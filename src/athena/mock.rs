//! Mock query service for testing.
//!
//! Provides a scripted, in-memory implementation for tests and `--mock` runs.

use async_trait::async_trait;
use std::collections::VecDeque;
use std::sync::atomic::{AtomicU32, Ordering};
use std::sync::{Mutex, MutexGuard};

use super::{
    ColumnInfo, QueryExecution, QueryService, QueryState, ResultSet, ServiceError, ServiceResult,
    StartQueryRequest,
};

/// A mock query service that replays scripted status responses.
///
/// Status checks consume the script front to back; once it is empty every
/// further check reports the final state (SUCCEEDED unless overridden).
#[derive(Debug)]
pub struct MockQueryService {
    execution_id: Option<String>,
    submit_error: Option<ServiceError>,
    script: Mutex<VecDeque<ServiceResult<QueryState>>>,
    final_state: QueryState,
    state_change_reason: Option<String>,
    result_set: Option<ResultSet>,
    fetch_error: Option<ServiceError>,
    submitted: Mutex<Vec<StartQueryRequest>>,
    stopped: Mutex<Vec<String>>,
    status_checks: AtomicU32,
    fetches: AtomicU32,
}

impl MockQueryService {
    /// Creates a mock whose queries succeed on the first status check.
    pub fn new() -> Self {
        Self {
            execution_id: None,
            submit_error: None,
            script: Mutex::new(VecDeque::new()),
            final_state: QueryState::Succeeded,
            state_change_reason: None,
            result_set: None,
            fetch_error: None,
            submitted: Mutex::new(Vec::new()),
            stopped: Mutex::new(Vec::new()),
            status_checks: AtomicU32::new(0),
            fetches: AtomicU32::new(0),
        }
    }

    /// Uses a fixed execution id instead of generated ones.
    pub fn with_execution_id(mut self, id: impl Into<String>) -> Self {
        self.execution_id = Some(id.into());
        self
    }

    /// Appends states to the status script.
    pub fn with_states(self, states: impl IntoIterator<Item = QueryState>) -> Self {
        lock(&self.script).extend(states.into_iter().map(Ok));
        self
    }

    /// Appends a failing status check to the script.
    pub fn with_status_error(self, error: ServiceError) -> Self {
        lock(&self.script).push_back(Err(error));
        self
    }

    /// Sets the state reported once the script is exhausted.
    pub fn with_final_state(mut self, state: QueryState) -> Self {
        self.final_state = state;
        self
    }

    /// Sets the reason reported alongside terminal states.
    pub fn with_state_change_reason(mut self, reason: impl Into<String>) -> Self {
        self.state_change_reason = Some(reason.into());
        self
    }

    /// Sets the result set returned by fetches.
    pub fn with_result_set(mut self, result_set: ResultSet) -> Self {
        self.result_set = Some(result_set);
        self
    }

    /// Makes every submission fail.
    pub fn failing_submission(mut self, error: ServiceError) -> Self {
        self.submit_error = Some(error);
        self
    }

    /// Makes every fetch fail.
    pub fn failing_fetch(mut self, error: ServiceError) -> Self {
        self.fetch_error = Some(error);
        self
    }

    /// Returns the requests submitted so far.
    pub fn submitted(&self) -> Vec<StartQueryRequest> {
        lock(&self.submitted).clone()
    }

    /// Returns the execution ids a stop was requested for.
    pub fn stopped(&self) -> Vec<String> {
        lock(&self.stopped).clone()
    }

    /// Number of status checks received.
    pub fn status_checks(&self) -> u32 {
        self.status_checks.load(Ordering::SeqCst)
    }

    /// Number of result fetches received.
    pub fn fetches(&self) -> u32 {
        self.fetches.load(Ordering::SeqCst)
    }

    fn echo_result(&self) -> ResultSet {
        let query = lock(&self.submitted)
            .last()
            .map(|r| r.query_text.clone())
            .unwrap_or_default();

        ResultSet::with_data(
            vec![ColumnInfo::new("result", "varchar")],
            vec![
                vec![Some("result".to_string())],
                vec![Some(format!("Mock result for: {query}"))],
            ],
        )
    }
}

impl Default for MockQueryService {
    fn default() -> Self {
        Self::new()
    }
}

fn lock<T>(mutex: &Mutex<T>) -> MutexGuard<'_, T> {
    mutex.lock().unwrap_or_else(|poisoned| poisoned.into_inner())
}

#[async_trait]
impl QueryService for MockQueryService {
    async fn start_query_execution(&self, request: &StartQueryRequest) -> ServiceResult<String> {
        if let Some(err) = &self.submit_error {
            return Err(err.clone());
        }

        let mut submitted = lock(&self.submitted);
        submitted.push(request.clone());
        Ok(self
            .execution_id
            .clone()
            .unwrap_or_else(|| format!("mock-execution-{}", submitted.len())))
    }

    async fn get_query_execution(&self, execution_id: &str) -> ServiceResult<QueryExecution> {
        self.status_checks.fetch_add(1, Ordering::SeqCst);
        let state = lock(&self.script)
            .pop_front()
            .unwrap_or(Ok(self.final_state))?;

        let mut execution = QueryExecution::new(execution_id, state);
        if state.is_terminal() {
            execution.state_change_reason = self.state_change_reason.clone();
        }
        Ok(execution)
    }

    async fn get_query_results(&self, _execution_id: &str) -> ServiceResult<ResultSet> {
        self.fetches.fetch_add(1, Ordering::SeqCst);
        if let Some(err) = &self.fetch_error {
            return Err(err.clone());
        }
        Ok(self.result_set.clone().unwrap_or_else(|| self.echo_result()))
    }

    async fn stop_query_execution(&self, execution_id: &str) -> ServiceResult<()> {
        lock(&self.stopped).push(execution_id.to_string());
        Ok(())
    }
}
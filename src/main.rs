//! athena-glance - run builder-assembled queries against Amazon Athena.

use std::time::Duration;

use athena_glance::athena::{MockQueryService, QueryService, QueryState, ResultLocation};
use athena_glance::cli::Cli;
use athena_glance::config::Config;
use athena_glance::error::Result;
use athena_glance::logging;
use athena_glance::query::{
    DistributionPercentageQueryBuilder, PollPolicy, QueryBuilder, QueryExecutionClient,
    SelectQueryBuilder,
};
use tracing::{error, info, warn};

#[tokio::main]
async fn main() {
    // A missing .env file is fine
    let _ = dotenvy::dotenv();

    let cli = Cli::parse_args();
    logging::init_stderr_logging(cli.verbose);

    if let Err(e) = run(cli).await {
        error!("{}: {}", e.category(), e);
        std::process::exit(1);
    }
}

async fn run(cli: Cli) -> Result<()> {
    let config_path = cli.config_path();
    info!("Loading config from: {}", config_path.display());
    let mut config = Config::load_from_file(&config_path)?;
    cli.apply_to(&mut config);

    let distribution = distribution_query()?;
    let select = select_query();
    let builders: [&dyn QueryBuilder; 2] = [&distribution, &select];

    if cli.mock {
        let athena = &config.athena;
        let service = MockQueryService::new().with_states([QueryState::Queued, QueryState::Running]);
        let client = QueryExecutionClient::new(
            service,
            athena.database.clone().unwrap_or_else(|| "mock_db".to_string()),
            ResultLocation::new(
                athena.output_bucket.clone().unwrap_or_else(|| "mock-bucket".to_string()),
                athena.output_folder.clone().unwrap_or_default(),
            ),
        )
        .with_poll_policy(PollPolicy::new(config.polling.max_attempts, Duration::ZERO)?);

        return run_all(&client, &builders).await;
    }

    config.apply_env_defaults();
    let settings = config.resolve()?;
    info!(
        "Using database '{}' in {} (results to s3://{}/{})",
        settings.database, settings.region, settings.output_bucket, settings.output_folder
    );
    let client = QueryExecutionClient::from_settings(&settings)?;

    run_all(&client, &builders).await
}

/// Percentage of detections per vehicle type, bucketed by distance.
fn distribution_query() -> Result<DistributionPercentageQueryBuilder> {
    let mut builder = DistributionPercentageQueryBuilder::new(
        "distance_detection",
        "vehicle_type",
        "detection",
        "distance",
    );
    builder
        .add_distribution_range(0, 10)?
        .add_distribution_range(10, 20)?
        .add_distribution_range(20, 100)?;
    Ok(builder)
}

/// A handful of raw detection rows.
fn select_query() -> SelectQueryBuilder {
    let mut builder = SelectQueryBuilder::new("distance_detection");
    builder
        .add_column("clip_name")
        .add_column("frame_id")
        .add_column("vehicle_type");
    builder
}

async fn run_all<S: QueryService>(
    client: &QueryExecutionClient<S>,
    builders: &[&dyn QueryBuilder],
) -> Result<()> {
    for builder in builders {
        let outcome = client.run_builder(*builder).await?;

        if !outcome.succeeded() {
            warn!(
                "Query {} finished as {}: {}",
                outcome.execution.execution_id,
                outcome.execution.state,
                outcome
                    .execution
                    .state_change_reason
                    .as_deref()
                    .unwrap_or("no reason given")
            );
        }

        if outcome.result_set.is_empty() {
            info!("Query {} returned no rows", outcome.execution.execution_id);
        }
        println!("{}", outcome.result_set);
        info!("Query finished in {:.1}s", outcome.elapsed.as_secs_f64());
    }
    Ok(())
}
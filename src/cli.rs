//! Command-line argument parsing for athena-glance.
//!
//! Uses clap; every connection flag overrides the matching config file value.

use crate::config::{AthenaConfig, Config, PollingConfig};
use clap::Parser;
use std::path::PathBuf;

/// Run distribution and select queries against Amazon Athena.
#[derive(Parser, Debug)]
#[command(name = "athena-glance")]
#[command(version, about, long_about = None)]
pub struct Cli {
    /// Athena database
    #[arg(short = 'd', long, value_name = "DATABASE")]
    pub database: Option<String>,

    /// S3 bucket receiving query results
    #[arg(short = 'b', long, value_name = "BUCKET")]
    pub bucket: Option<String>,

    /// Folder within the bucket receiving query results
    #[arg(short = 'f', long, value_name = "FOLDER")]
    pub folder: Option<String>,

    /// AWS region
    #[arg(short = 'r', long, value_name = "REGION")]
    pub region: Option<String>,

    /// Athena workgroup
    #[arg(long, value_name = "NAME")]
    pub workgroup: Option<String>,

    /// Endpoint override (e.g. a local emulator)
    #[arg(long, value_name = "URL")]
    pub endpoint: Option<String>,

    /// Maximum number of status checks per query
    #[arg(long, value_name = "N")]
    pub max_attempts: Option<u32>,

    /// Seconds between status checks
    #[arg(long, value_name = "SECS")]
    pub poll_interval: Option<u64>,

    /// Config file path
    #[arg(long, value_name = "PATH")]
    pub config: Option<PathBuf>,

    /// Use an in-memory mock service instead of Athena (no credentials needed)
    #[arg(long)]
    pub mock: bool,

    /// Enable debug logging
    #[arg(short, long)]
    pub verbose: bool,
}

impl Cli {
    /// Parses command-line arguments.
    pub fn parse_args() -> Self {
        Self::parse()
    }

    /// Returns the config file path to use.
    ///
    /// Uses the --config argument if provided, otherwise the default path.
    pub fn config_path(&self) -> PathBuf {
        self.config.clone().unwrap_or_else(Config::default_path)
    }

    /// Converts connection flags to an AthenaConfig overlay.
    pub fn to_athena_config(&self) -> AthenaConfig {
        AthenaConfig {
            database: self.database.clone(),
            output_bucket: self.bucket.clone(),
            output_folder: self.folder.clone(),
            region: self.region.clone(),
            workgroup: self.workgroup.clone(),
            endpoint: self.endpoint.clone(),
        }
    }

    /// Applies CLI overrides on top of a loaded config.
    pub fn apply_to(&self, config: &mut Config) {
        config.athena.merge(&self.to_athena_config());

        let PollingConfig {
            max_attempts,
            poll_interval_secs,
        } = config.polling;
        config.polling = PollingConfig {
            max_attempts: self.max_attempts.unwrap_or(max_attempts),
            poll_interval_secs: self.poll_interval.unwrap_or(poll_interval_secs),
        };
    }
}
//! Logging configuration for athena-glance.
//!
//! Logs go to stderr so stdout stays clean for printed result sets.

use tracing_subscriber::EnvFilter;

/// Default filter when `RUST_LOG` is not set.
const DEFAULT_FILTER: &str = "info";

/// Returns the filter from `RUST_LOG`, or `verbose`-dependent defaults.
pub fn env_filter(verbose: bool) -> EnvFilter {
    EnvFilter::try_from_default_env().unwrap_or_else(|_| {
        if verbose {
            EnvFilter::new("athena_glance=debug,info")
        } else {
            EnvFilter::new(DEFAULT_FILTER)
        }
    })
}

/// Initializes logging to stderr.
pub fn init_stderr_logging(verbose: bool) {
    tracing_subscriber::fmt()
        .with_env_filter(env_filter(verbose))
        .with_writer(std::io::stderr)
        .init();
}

============

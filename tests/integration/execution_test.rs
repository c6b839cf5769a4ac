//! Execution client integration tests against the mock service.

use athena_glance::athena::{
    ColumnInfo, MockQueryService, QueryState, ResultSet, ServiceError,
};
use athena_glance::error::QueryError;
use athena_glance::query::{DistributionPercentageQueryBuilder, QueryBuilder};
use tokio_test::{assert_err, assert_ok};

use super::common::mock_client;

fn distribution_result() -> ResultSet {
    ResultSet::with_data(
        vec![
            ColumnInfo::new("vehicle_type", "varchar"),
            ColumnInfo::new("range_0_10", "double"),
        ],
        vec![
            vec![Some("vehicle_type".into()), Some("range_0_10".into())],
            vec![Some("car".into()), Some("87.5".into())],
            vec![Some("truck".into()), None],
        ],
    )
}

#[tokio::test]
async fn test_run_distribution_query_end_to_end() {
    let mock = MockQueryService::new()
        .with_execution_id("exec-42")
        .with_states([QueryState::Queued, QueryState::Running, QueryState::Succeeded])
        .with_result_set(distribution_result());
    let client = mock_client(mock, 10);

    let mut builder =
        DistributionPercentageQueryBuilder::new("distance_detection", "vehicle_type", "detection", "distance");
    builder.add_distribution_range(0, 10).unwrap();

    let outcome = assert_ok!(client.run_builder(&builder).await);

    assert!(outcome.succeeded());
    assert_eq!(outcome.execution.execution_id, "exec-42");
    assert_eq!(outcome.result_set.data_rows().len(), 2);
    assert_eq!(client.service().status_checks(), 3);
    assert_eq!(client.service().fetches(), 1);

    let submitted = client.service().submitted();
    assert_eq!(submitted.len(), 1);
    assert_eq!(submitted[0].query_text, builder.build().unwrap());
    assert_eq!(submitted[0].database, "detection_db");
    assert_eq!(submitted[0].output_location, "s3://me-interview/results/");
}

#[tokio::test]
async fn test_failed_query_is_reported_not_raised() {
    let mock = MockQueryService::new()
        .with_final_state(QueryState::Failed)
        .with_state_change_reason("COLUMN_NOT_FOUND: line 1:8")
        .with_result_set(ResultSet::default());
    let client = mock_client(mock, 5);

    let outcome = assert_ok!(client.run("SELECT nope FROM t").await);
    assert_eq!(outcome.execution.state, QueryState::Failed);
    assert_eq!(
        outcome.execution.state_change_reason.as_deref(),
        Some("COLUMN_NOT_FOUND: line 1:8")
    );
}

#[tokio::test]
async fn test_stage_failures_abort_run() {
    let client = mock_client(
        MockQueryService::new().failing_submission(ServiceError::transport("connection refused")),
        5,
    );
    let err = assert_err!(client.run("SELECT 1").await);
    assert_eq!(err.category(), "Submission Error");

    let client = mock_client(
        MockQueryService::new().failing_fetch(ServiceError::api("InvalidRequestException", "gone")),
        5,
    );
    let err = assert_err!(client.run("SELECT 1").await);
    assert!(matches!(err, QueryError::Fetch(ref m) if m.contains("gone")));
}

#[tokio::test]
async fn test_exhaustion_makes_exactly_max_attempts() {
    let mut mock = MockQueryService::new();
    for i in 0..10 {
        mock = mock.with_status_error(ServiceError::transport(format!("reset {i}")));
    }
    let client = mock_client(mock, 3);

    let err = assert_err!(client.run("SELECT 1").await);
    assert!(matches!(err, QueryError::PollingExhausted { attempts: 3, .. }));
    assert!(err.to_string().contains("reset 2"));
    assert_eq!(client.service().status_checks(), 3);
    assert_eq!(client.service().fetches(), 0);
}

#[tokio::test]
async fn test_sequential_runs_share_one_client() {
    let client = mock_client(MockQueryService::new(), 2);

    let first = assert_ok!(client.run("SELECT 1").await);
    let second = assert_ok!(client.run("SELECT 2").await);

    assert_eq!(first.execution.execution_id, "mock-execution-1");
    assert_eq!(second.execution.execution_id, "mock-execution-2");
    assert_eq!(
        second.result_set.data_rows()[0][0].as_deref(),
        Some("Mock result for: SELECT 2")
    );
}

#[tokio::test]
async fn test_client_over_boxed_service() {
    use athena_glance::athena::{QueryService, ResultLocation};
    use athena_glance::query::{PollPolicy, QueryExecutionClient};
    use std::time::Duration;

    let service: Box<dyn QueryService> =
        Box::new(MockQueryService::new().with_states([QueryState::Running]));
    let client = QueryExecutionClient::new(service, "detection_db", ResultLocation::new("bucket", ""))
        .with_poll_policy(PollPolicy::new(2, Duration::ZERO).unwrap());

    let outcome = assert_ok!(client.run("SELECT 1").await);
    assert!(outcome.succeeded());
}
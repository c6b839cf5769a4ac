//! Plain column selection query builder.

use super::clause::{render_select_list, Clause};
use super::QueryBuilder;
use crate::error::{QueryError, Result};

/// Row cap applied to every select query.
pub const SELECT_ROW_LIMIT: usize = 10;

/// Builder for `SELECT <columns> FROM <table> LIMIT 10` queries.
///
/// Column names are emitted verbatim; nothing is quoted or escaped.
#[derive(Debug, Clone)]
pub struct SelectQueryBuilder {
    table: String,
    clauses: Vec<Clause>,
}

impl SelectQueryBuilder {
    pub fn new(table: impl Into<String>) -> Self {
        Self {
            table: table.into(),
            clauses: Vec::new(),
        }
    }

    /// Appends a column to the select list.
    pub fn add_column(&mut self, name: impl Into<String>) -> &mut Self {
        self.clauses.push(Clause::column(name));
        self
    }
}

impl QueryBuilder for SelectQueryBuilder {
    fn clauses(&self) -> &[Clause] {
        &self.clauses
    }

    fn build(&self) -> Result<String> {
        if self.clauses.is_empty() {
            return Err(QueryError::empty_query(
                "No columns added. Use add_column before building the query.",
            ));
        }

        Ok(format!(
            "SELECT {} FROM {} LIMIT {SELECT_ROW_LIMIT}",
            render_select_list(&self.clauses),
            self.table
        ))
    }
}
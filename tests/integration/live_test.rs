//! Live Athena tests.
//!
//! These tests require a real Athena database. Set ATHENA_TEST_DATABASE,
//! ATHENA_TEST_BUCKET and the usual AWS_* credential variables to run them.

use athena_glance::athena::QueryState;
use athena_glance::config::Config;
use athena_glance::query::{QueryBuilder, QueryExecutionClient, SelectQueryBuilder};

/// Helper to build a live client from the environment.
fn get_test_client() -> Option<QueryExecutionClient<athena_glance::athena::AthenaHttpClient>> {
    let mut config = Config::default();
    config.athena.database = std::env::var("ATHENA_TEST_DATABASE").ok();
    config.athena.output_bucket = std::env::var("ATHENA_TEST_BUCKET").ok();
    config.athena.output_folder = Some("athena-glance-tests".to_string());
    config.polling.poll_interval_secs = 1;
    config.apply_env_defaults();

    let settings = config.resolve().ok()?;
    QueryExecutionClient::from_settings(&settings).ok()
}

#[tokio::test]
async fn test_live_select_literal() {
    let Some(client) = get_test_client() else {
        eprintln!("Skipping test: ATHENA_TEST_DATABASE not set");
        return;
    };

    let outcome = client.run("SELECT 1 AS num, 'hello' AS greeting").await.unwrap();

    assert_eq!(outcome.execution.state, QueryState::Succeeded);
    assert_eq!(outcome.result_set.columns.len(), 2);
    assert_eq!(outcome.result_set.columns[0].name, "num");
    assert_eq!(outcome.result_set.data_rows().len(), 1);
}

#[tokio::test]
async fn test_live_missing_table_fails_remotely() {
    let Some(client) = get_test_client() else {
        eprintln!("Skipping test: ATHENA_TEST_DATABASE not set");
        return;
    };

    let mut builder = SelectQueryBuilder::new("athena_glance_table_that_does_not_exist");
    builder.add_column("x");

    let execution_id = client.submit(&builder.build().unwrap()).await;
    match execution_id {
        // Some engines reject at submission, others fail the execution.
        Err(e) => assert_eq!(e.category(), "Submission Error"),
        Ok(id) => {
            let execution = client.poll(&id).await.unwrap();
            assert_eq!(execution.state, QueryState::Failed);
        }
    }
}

============

▶ [PROBLEM] Check each line of the data above, and please copy the ones in which the string "time" occurs.

▶ [EXERCISE ANSWER]
use std::time::Duration;
    use std::time::Duration;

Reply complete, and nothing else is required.